(The task) The entries below should be written out again exactly as they stand.

[Data items]
--- START ---
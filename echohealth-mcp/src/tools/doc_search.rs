use echohealth_retriever::retrieval::{RetrievalEngine, render_passages};
use rmcp::schemars;
use serde::Deserialize;
use tracing::{info, warn};

#[derive(Debug, Deserialize, schemars::JsonSchema)]
pub struct DocSearchRequest {
    #[schemars(description = "Natural-language search query")]
    pub query: String,
    #[schemars(description = "Maximum number of passages to return (defaults to the configured top_k)")]
    pub k: Option<u32>,
}

/// Catalog listing, one `"<citationId>: <sourceFile>"` line per source.
pub fn doc_catalog(engine: &RetrievalEngine) -> String {
    info!("Processing catalog request");
    engine.catalog_listing()
}

/// Rendered passages for the query; an empty string when nothing is relevant.
pub async fn doc_search(
    engine: &RetrievalEngine,
    request: DocSearchRequest,
) -> Result<String, String> {
    let k = request
        .k
        .filter(|k| *k > 0)
        .map_or(engine.options().top_k, |k| k as usize);
    info!("Processing doc search: k={}", k);

    match engine.search(&request.query, k).await {
        Ok(passages) => Ok(render_passages(&passages)),
        Err(e) => {
            warn!("Doc search failed: {}", e);
            Err(format!("Search failed: {e}"))
        }
    }
}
--- END ---
(The answer)
filename echohealth-mcp/src/tools/doc_search.rs
use echohealth_retriever::retrieval::{RetrievalEngine, render_passages};
use rmcp::schemars;
use serde::Deserialize;
use tracing::{info, warn};

#[derive(Debug, Deserialize, schemars::JsonSchema)]
pub struct DocSearchRequest {
    #[schemars(description = "Natural-language search query")]
    pub query: String,
    #[schemars(description = "Maximum number of passages to return (defaults to the configured top_k)")]
    pub k: Option<u32>,
}

/// Catalog listing, one `"<citationId>: <sourceFile>"` line per source.
pub fn doc_catalog(engine: &RetrievalEngine) -> String {
    info!("Processing catalog request");
    engine.catalog_listing()
}

/// Rendered passages for the query; an empty string when nothing is relevant.
pub async fn doc_search(
    engine: &RetrievalEngine,
    request: DocSearchRequest,
) -> Result<String, String> {
    let k = request
        .k
        .filter(|k| *k > 0)
        .map_or(engine.options().top_k, |k| k as usize);
    info!("Processing doc search: k={}", k);

    match engine.search(&request.query, k).await {
        Ok(passages) => Ok(render_passages(&passages)),
        Err(e) => {
            warn!("Doc search failed: {}", e);
            Err(format!("Search failed: {e}"))
        }
    }
}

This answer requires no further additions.